4 完善我国反垄断和解制度
4.1我国反垄断和解制度应该坚持的原则
4.1.1利益均衡原则
利益均衡是一项立法原则、也是一项司法原则,利益均衡原则并非平等原则,是对利益最大化原则的否定。它是指通过对多种利益关系进行分析,寻求最佳的解决方案,以求得各方利益在共存的基础上达到优化状态。利益均衡背后的实质是化解和处理矛盾,调解和平衡利益,以实现法律效果、社会效果和政治效果的统一。在反垄断案件中和解各方通过对各种利益(公共利益、受害者利益、涉嫌垄断的经营者的利益等)的衡量,作出取舍,顺利制定出和解协议。通过对各方利益的充分分析,使和解协议即使不是最好的,但一定是最适合各方的协议。
4.1.2不得损坏公共利益原则
公共利益,历来难以界定,可以简单理解为“一定阶段内不特定多数人相一致的利益”.由于公共利益的不确定性,导致和解协议往往受到质疑。李国海教授认为,在反垄断法中,公共利益的主要内容包括有效竞争、消费者利益及整体经济利益等,而整体经济利益包括促进就业和促进本国企业的国际竞争力等。

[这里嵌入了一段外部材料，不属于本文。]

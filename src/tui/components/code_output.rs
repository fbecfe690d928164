//! # CodeOutput Component
//!
//! Renders one [`OutputRecord`] of a code message:
//!
//! ```text
//! ┆ stdout
//! ┆ hello
//! ┆ world
//! ```
//!
//! Stateless and created per frame. Lines are pre-wrapped with `textwrap` so
//! [`CodeOutput::calculate_height`] always matches what `render` draws.
//! Payloads longer than [`MAX_OUTPUT_LINES`] display lines end in a
//! `… +N more lines` tail.

use ratatui::buffer::Buffer;
use ratatui::layout::Rect;
use ratatui::style::{Color, Modifier, Style};
use ratatui::text::{Line, Span};
use ratatui::widgets::{Paragraph, Widget};

use crate::core::chat::{OutputKind, OutputRecord};

/// Gutter drawn left of every output line.
const GUTTER: &str = "┆ ";
const GUTTER_WIDTH: u16 = 2;
/// Display lines per record, tail included.
pub const MAX_OUTPUT_LINES: usize = 200;

pub struct CodeOutput<'a> {
    pub output: &'a OutputRecord,
    /// Payload may still grow; drawn with a trailing cursor.
    pub is_streaming: bool,
}

impl<'a> CodeOutput<'a> {
    pub fn new(output: &'a OutputRecord, is_streaming: bool) -> Self {
        Self {
            output,
            is_streaming,
        }
    }

    /// Label line plus wrapped payload lines.
    pub fn calculate_height(output: &OutputRecord, width: u16) -> u16 {
        let payload = payload_lines(&output.payload, width);
        let rows = payload.body.len() + usize::from(payload.hidden.is_some());
        u16::try_from(rows).unwrap_or(u16::MAX).saturating_add(1)
    }

    fn style(kind: OutputKind) -> Style {
        match kind {
            OutputKind::Stdout => Style::new().fg(Color::White),
            OutputKind::Stderr => Style::new().fg(Color::Yellow),
            OutputKind::Result => Style::new().fg(Color::Green),
            OutputKind::Error => Style::new().fg(Color::Red),
        }
    }
}

impl<'a> Widget for CodeOutput<'a> {
    fn render(self, area: Rect, buf: &mut Buffer) {
        if area.width == 0 || area.height == 0 {
            return;
        }
        let style = Self::style(self.output.kind);
        let gutter = Span::styled(GUTTER, Style::new().fg(Color::DarkGray));

        let mut lines = vec![Line::from(vec![
            gutter.clone(),
            Span::styled(
                self.output.kind.label(),
                style.add_modifier(Modifier::DIM | Modifier::ITALIC),
            ),
        ])];
        let payload = payload_lines(&self.output.payload, area.width);
        let last = payload.body.len().saturating_sub(1);
        for (i, text) in payload.body.into_iter().enumerate() {
            let mut spans = vec![gutter.clone(), Span::styled(text, style)];
            if self.is_streaming && i == last && payload.hidden.is_none() {
                spans.push(Span::styled("▌", style.add_modifier(Modifier::DIM)));
            }
            lines.push(Line::from(spans));
        }
        if let Some(hidden) = payload.hidden {
            lines.push(Line::from(vec![
                gutter,
                Span::styled(
                    format!("… +{hidden} more lines"),
                    Style::new().fg(Color::DarkGray).add_modifier(Modifier::ITALIC),
                ),
            ]));
        }

        Paragraph::new(lines).render(area, buf);
    }
}

struct PayloadLines {
    body: Vec<String>,
    /// Source lines left out after the cap.
    hidden: Option<usize>,
}

/// Payload split into display lines that fit `width` after the gutter,
/// capped at [`MAX_OUTPUT_LINES`].
fn payload_lines(payload: &str, width: u16) -> PayloadLines {
    let content_width = width.saturating_sub(GUTTER_WIDTH).max(1) as usize;
    let payload = payload.trim_end_matches('\n');
    if payload.is_empty() {
        return PayloadLines {
            body: vec![String::new()],
            hidden: None,
        };
    }

    let source: Vec<&str> = payload.lines().collect();
    let mut body: Vec<(usize, String)> = Vec::new();
    for (index, line) in source.iter().enumerate() {
        let line = line.replace('\t', "    ");
        if line.is_empty() {
            body.push((index, String::new()));
        } else {
            body.extend(
                textwrap::wrap(&line, wrap_options(content_width))
                    .into_iter()
                    .map(|l| (index, l.into_owned())),
            );
        }
        if body.len() > MAX_OUTPUT_LINES {
            break;
        }
    }

    if body.len() <= MAX_OUTPUT_LINES {
        return PayloadLines {
            body: body.into_iter().map(|(_, l)| l).collect(),
            hidden: None,
        };
    }
    body.truncate(MAX_OUTPUT_LINES - 1);
    let shown = body.last().map_or(0, |(index, _)| index + 1);
    PayloadLines {
        body: body.into_iter().map(|(_, l)| l).collect(),
        hidden: Some(source.len() - shown),
    }
}

/// Greedy wrapping, so a prefix of a line wraps the same way as the line.
pub(crate) fn wrap_options(width: usize) -> textwrap::Options<'static> {
    textwrap::Options::new(width)
        .break_words(true)
        .word_separator(textwrap::WordSeparator::AsciiSpace)
        .wrap_algorithm(textwrap::WrapAlgorithm::FirstFit)
}

#[cfg(test)]
mod tests {
    use super::*;

    fn render_to_string(output: &OutputRecord, width: u16) -> String {
        let height = CodeOutput::calculate_height(output, width);
        let area = Rect::new(0, 0, width, height);
        let mut buf = Buffer::empty(area);
        CodeOutput::new(output, false).render(area, &mut buf);
        buf.content().iter().map(|c| c.symbol()).collect()
    }

    #[test]
    fn height_counts_label_and_lines() {
        let output = OutputRecord::new(OutputKind::Stdout, "one\ntwo\n");
        assert_eq!(CodeOutput::calculate_height(&output, 40), 3);
    }

    #[test]
    fn long_lines_wrap() {
        let output = OutputRecord::new(OutputKind::Stdout, "x".repeat(25));
        // 10 columns minus the gutter leaves 8 per line: 8 + 8 + 8 + 1
        assert_eq!(CodeOutput::calculate_height(&output, 10), 1 + 4);
    }

    #[test]
    fn empty_payload_keeps_one_line() {
        let output = OutputRecord::new(OutputKind::Result, "");
        assert_eq!(CodeOutput::calculate_height(&output, 40), 2);
    }

    #[test]
    fn huge_payload_is_capped_with_tail() {
        let payload: String = (1..=70_000).map(|n| format!("{n}\n")).collect();
        let output = OutputRecord::new(OutputKind::Stdout, payload);
        assert_eq!(
            CodeOutput::calculate_height(&output, 40),
            1 + MAX_OUTPUT_LINES as u16
        );

        let lines = payload_lines(&output.payload, 40);
        assert_eq!(lines.body.len(), MAX_OUTPUT_LINES - 1);
        assert_eq!(lines.hidden, Some(70_000 - (MAX_OUTPUT_LINES - 1)));
    }

    #[test]
    fn capped_output_renders_tail() {
        let payload: String = (1..=500).map(|n| format!("line {n}\n")).collect();
        let output = OutputRecord::new(OutputKind::Stdout, payload);
        let text = render_to_string(&output, 40);
        assert!(text.contains("line 1"));
        assert!(text.contains(&format!("… +{} more lines", 500 - (MAX_OUTPUT_LINES - 1))));
        assert!(!text.contains("line 500"));
    }

    #[test]
    fn renders_label_and_payload() {
        let output = OutputRecord::new(OutputKind::Error, "Process exited with 1");
        let text = render_to_string(&output, 40);
        assert!(text.contains("error"));
        assert!(text.contains("Process exited with 1"));
    }

    #[test]
    fn kinds_get_distinct_colors() {
        assert_eq!(CodeOutput::style(OutputKind::Error).fg, Some(Color::Red));
        assert_eq!(CodeOutput::style(OutputKind::Stderr).fg, Some(Color::Yellow));
        assert_ne!(
            CodeOutput::style(OutputKind::Stdout),
            CodeOutput::style(OutputKind::Result)
        );
    }
}
use std::fs::File;
use std::path::PathBuf;

use clap::Parser;
use codeconsole::core::config::{self, CliOverrides};
use simplelog::{ConfigBuilder, LevelFilter, WriteLogger};

#[derive(Parser)]
#[command(name = "codeconsole", about = "Terminal chat console that runs its code blocks")]
struct Args {
    /// Directory checked by "New Project" / "Open Project" (default: current directory)
    #[arg(long)]
    project_dir: Option<PathBuf>,

    /// Run every code block as soon as it arrives
    #[arg(long)]
    always_run: bool,

    /// Log level written to codeconsole.log (error, warn, info, debug, trace)
    #[arg(long)]
    log_level: Option<String>,

    /// Open a saved chat by id
    #[arg(long)]
    chat: Option<String>,
}

#[tokio::main]
async fn main() -> std::io::Result<()> {
    let args = Args::parse();
    dotenv::dotenv().ok();

    let file_config = config::load_config();
    let cli = CliOverrides {
        always_execute_code: args.always_run,
        project_dir: args.project_dir,
        log_level: args.log_level,
    };
    let resolved = config::resolve(file_config.as_ref().unwrap_or(&Default::default()), &cli);

    // Initialize file logger - writes to codeconsole.log in current directory
    let level = resolved.log_level.parse().unwrap_or(LevelFilter::Debug);
    let log_config = ConfigBuilder::new().set_time_format_rfc3339().build();
    if let Ok(log_file) = File::create("codeconsole.log") {
        let _ = WriteLogger::init(level, log_config, log_file);
    }

    if let Err(e) = &file_config {
        log::warn!("Ignoring config file: {}", e);
    }
    log::info!(
        "codeconsole starting up (project dir {}, always run {}, {} interpreters)",
        resolved.project_dir.display(),
        resolved.always_execute_code,
        resolved.interpreters.len()
    );

    codeconsole::tui::run(resolved, args.chat)
}
impl TranscriptState {
    pub fn new() -> Self {
        Self::default()
    }

    /// Create state for newly seen code messages and drop state of removed ones.
    pub fn sync(&mut self, chat: &Chat, store: &dyn ChatStore) {
        let mut seen = HashSet::new();
        for (_, message) in code_messages(chat) {
            seen.insert(message.to_string());
            if !self.code_states.contains_key(message) {
                self.code_states
                    .insert(message.to_string(), CodeMessageState::mount(store));
            }
        }
        self.code_states.retain(|id, _| seen.contains(id));
        if let Some((_, m)) = &self.selected
            && !seen.contains(m)
        {
            self.selected = None;
        }
    }

    /// Whether the selected code message has its editor open.
    pub fn is_editing(&self) -> bool {
        self.selected
            .as_ref()
            .and_then(|(_, m)| self.code_states.get(m))
            .is_some_and(|s| s.editor.editing)
    }

    /// Snapshot of the selected code message, if any.
    pub fn selected_code(
        &self,
        chat: &Chat,
        is_streaming: impl Fn(&str, &str) -> bool,
    ) -> Option<SelectedCode> {
        let (g, m) = self.selected.as_ref()?;
        let code = chat.code_message(g, m)?;
        Some(SelectedCode {
            group_id: g.clone(),
            message_id: m.clone(),
            content: code.content.clone(),
            is_streaming: is_streaming(g, m),
        })
    }

    /// Move the selection to the previous (`-1`) or next (`1`) code message.
    pub fn move_selection(&mut self, chat: &Chat, direction: i32) {
        let keys: Vec<(&str, &str)> = code_messages(chat).collect();
        if keys.is_empty() {
            self.selected = None;
            return;
        }
        let current = self.selected.as_ref().and_then(|(g, m)| {
            keys.iter()
                .position(|(kg, km)| *kg == g.as_str() && *km == m.as_str())
        });
        let next = match (current, direction < 0) {
            (None, _) => keys.len() - 1,
            (Some(i), true) => i.saturating_sub(1),
            (Some(i), false) => (i + 1).min(keys.len() - 1),
        };
        let (g, m) = keys[next];
        self.selected = Some((g.to_string(), m.to_string()));
        self.scroll_to_selected();
    }

    /// Route a key to the selected code message.
    pub fn handle_code_event(
        &mut self,
        event: &TuiEvent,
        target: SelectedCode,
        store: &mut dyn ChatStore,
    ) -> Option<CodeMessageEvent> {
        let state = self.code_states.get_mut(&target.message_id)?;
        let event = CodeMessageActions {
            group_id: &target.group_id,
            message_id: &target.message_id,
            content: &target.content,
            is_streaming: target.is_streaming,
            state,
            store,
        }
        .handle_event(event)?;
        if event == CodeMessageEvent::Deleted {
            self.selected = None;
        }
        Some(event)
    }

    /// Wheel and page scrolling. Returns true if the event was consumed.
    pub fn handle_scroll(&mut self, event: &TuiEvent, auto_scrolling: &mut bool) -> bool {
        match event {
            TuiEvent::MouseScrollUp => {
                for _ in 0..MOUSE_SCROLL_ROWS {
                    self.scroll_state.scroll_up();
                }
                *auto_scrolling = false;
            }
            TuiEvent::ScrollPageUp => {
                self.scroll_state.scroll_page_up();
                *auto_scrolling = false;
            }
            TuiEvent::MouseScrollDown => {
                for _ in 0..MOUSE_SCROLL_ROWS {
                    self.scroll_state.scroll_down();
                }
                self.repin_if_at_bottom(auto_scrolling);
            }
            TuiEvent::ScrollPageDown => {
                self.scroll_state.scroll_page_down();
                self.repin_if_at_bottom(auto_scrolling);
            }
            _ => return false,
        }
        true
    }

    fn total_height(&self) -> u16 {
        self.layout
            .last()
            .map(|(_, top, height)| top + height)
            .unwrap_or(0)
    }

    fn max_offset(&self) -> u16 {
        self.total_height().saturating_sub(self.viewport_height)
    }

    fn clamp_scroll(&mut self) {
        let max_y = self.max_offset();
        let current = self.scroll_state.offset();
        if current.y > max_y {
            self.scroll_state.set_offset(Position {
                x: current.x,
                y: max_y,
            });
        }
    }

    /// Re-engage following once the user has scrolled back to the bottom.
    fn repin_if_at_bottom(&mut self, auto_scrolling: &mut bool) {
        let max_y = self.max_offset();
        let current = self.scroll_state.offset();
        if current.y >= max_y {
            *auto_scrolling = true;
            self.scroll_state.set_offset(Position {
                x: current.x,
                y: max_y,
            });
        }
    }

    /// Scroll so the selected message is visible, aligning its top edge if
    /// it is taller than the viewport.
    fn scroll_to_selected(&mut self) {
        let Some((_, selected)) = &self.selected else {
            return;
        };
        let Some(&(_, top, height)) = self.layout.iter().find(|(id, _, _)| id == selected) else {
            return;
        };
        let offset = self.scroll_state.offset().y;
        let bottom = top + height;
        if top < offset || height > self.viewport_height {
            self.scroll_state.set_offset(Position { x: 0, y: top });
        } else if bottom > offset + self.viewport_height {
            self.scroll_state.set_offset(Position {
                x: 0,
                y: bottom.saturating_sub(self.viewport_height),
            });
        }
    }
}

/// (group id, message id) of every code message in display order.
fn code_messages(chat: &Chat) -> impl Iterator<Item = (&str, &str)> {
    chat.message_groups.iter().flat_map(|g| {
        g.messages.iter().filter_map(move |m| match m {
            Message::Code(c) => Some((g.id.as_str(), c.id.as_str())),
            Message::Text(_) => None,
        })
    })
}

/// Scrollable chat view. Created fresh each frame.
pub struct Transcript<'a> {
    pub state: &'a mut TranscriptState,
    pub chat: &'a Chat,
    pub store: &'a dyn ChatStore,
    pub running: &'a HashSet<(GroupId, MessageId)>,
    /// Page-owned auto-scroll flag.
    pub auto_scrolling: &'a mut bool,
    pub focused: bool,
    pub spinner_frame: usize,
}
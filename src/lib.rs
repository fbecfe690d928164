//! codeconsole library exports for testing

pub mod core;
pub mod tui;

#[cfg(test)]
pub mod test_support;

_在反垄断执法机关与涉嫌垄断的经营者和解时,应本着公共利益第一位的原则, 一旦经营者提出的承诺有违公共利益,则执法机构应当拒绝接受承诺。
4.1.3程序灵活原则
反垄断和解制度设立的初衷是提高反垄断执法的效率。反垄断和解制度相对于传统的司法途径(起诉、开庭审理和判决)来说程序要灵活的多。灵活的执法方式充分发挥了经营者的主动性和积极性。在和解协议的执行上,不妨也根据情势变更原则,赋予执法机构与经营者更改和解协议的权利。当然,程序的灵活并不意味着经营者可以随心所欲,执法机构可以任意妄为。只是在和解启动、和解协议的协商、和解协议的执行时,在保证公平的前提下,为了提高效率尽快结束违法状态可以采取灵活措施。
4.1.4公开透明原则
法谚说,“正义不仅应得到实现,而且要以人们看得见的方式加以实现”.为了避免“暗箱操作”和反垄断执法机构沦为涉嫌垄断经营者的代言人,必须从程序上进行规制。保证和解程序的公开透明,不仅避免了执法机构滥用权力,也保障了利益相关方的知情权。具体到反垄断和解制度上,要求和解协议公开。对和解协议的解释说明要简单易懂,不存在模糊解释。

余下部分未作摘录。